Hasn't at least one of those been done?
Anyway, I thought the discussion was about determining relationships rather than determining the protolanguage. I could well imagine that errors in the latter do grow exponentially, but the situation is different in the latter, because we aren't interested in the absolute strength of the hypothesis (after all, it's well-recognized all reconstructions are approximations) but its strength relativ to other relationship hypotheses. This doesn't even decrease monotonically! For example, take Lithuanian:
— We're pretty sure Latvian is its closest relative.
— We're also somewhat sure that the Slavic languages are the next-closest relatives.
— We're not sure at all what's the next closest… Indo-Iranian? Greco-Aryan? Albanian? Germanic?
— However, we are again pretty sure that all of those
are closer related to Lithuanian than, say, Turkic.

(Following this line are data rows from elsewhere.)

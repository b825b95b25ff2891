//! Machine module for foam-cutter.
//!
//! Shared machine state, its critical-section wrapper, and the step generator
//! run from the timer interrupt.

mod builder;
mod shared;
mod state;
mod step_generator;

pub use builder::StepGeneratorBuilder;
pub use shared::SharedMachine;
pub use state::{ArmOutcome, MachineState};
pub use step_generator::{AxisPins, StepGenerator, Tick};
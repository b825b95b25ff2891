//! Configuration loading from files (std only).

use std::fs;
use std::path::Path;

use crate::error::{ConfigError, Error, Result};

use super::MachineConfig;

/// Load configuration from a TOML file.
///
/// # Errors
///
/// Returns an error if the file cannot be read, parsed, or fails validation.
///
/// # Example
///
/// ```rust,ignore
/// use foam_cutter::load_config;
///
/// let config = load_config("cutter.toml")?;
/// ```
pub fn load_config<P: AsRef<Path>>(path: P) -> Result<MachineConfig> {
    let content = fs::read_to_string(path.as_ref()).map_err(|e| {
        let msg = heapless::String::try_from(e.to_string().as_str()).unwrap_or_default();
        Error::Config(ConfigError::IoError(msg))
    })?;

    parse_config(&content)
}

/// Parse configuration from a TOML string.
///
/// # Errors
///
/// Returns an error if the TOML is invalid or fails validation.
pub fn parse_config(content: &str) -> Result<MachineConfig> {
    let config: MachineConfig = toml::from_str(content).map_err(|e| {
        let msg = heapless::String::try_from(e.message()).unwrap_or_default();
        Error::Config(ConfigError::ParseError(msg))
    })?;

    super::validation::validate_config(&config)?;

    Ok(config)
}
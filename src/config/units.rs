//! Unit types for physical quantities.
//!
//! Type-safe representations of lengths and step resolutions so millimeter
//! values never get mixed up with step counts.

use core::ops::Sub;

use libm::{fabsf, truncf};
use serde::Deserialize;

/// Linear distance or position in millimeters.
#[derive(Debug, Clone, Copy, PartialEq, PartialOrd, Default, Deserialize)]
#[serde(transparent)]
pub struct Millimeters(pub f32);

impl Millimeters {
    /// Zero distance.
    pub const ZERO: Self = Self(0.0);
}

impl Sub for Millimeters {
    type Output = Self;

    fn sub(self, rhs: Self) -> Self::Output {
        Self(self.0 - rhs.0)
    }
}

/// Carriage travel per motor step, in millimeters.
#[derive(Debug, Clone, Copy, PartialEq, PartialOrd, Deserialize)]
#[serde(transparent)]
pub struct MmPerStep(pub f32);

impl MmPerStep {
    /// Create a new MmPerStep value.
    #[inline]
    pub const fn new(value: f32) -> Self {
        Self(value)
    }

    /// Get the raw value.
    #[inline]
    pub const fn value(self) -> f32 {
        self.0
    }

    /// Whether this is usable as a divisor (finite and strictly positive).
    #[inline]
    pub fn is_valid(self) -> bool {
        self.0.is_finite() && self.0 > 0.0
    }

    /// Whole steps covered by `distance`, sign ignored, truncated toward zero.
    ///
    /// Returns `None` if the result does not fit in a `u32`.
    pub fn steps_in(self, distance: Millimeters) -> Option<u32> {
        let steps = truncf(fabsf(distance.0) / self.0);
        if steps.is_finite() && steps < u32::MAX as f32 {
            Some(steps as u32)
        } else {
            None
        }
    }
}

/// Extension trait for creating unit types from primitives.
pub trait UnitExt {
    /// Convert to Millimeters.
    fn mm(self) -> Millimeters;
    /// Convert to MmPerStep.
    fn mm_per_step(self) -> MmPerStep;
}

impl UnitExt for f32 {
    #[inline]
    fn mm(self) -> Millimeters {
        Millimeters(self)
    }

    #[inline]
    fn mm_per_step(self) -> MmPerStep {
        MmPerStep(self)
    }
}

#[cfg(test)]
mod tests {
    use super::*;

    #[test]
    fn test_steps_truncate_toward_zero() {
        let res = MmPerStep::new(0.5);
        assert_eq!(res.steps_in(Millimeters(1.9)), Some(3));
        assert_eq!(res.steps_in(Millimeters(-1.9)), Some(3));
        assert_eq!(res.steps_in(Millimeters(0.49)), Some(0));
    }

    #[test]
    fn test_foam_cutter_resolution() {
        let res = 0.0015625_f32.mm_per_step();
        assert_eq!(res.steps_in(5.75_f32.mm()), Some(3680));
        assert_eq!(res.steps_in((-2.875_f32).mm()), Some(1840));
    }

    #[test]
    fn test_steps_overflow() {
        let res = MmPerStep::new(0.0015625);
        assert_eq!(res.steps_in(Millimeters(1.0e9)), None);
        assert_eq!(res.steps_in(Millimeters(f32::INFINITY)), None);
    }

    #[test]
    fn test_resolution_validity() {
        assert!(MmPerStep::new(0.01).is_valid());
        assert!(!MmPerStep::new(0.0).is_valid());
        assert!(!MmPerStep::new(-0.01).is_valid());
        assert!(!MmPerStep::new(f32::NAN).is_valid());
    }
}
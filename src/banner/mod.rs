use std::io::{self, Write};

use crate::runtime::RuntimeInfo;
use crate::versioning::greeting;

pub const SEPARATOR: &str = "=================================";

pub fn lines(info: &RuntimeInfo) -> Vec<String> {
  vec![
    SEPARATOR.to_string(),
    greeting(),
    format!("Language Version: {}", info.version),
    format!("Language Vendor: {}", info.vendor),
    SEPARATOR.to_string(),
  ]
}

pub fn render(info: &RuntimeInfo) -> String {
  let mut out = String::new();
  for line in lines(info) {
    out.push_str(&line);
    out.push('\n');
  }
  out
}

pub fn write_banner<W: Write>(out: &mut W, info: &RuntimeInfo) -> io::Result<()> {
  out.write_all(render(info).as_bytes())?;
  out.flush()
}

#[cfg(test)]
mod tests {
  use super::*;

  #[test]
  fn separator_is_33_equals_signs() {
    assert_eq!(SEPARATOR, "=".repeat(33));
  }

  #[test]
  fn target_is_not_printed() {
    let info = RuntimeInfo {
      version: "1.80.0".to_string(),
      vendor: "Homebrew".to_string(),
      target: "aarch64-apple-darwin".to_string(),
    };
    assert!(!render(&info).contains("aarch64-apple-darwin"));
  }
}
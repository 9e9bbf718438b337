pub mod banner;
pub mod cli;
pub mod logging;
pub mod runtime;
pub mod versioning;
use std::io;

use tracing_subscriber::{fmt, prelude::*, EnvFilter};

/// Routes log records to stderr; stdout carries only the banner.
/// `RUST_LOG` overrides the default `warn` level. Call once, from `main`.
pub fn init() {
    let env_filter = EnvFilter::try_from_default_env().unwrap_or_else(|_| EnvFilter::new("warn"));

    tracing_subscriber::registry()
        .with(
            fmt::layer()
                .with_ansi(false)
                .with_target(false)
                .with_writer(io::stderr),
        )
        .with(env_filter)
        .init();
}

And even while I have little idea if Lithuanian (or IE in general) is closer related to Turkic than to Dravidian or Sino-Tibetan, I'm also reasonably sure it is closer related to all of those than it is to !Xóõ.
I did not use the comparativ method it to reach that last conclusion tho, but as far as that goes, the point is that the cutoff point where we can no long use its results to say much about the protolanguage is not the cutoff point where we can not longer say much about the cladogram. Suppose we're only 80% sure there is a good reconstruction of Proto-Penutian; if we're simultaneously 80% sure there isn't a good reconstruction of Proto-Algic-Utian, then that means we're 96% sure that Algic is not a branch of Penutian. Similarly, even a pretty crappy reconstruction of Proto-Nostratic will have implications in the absense of any kind of hints of, say, a Proto-Indo-Austronesian relationship.
It is actually a required assumption here that the strength of a reconstruction
does decrease monotonically by age. Otherwise, the 16% odds for both the Proto-Penutian and Proto-Algic-Utian reconstructions being on the right track couldn't be counted as a case where we have evidence against the inclusion of Algic in Penutian. (Well, unless the reconstructions would be sufficiently close for this to become a case similar to the one of IE subgroups.)
Now if we want to put numbers on how fast exactly a reconstructions's usefulness tends to zero, we'll first want an idea how to quantify the error in a reconstruction. Do words that were there but we didn't manage to reconstruct count as errors? (Perhaps, but that might require weighing by frequency.) Does reconstructing *sudɪ rather than *tsudi count as less of an error than reconstructing *hudə? (I think it should — the first is only off by two features/sound changes, the latter by about four.) What about the semantics??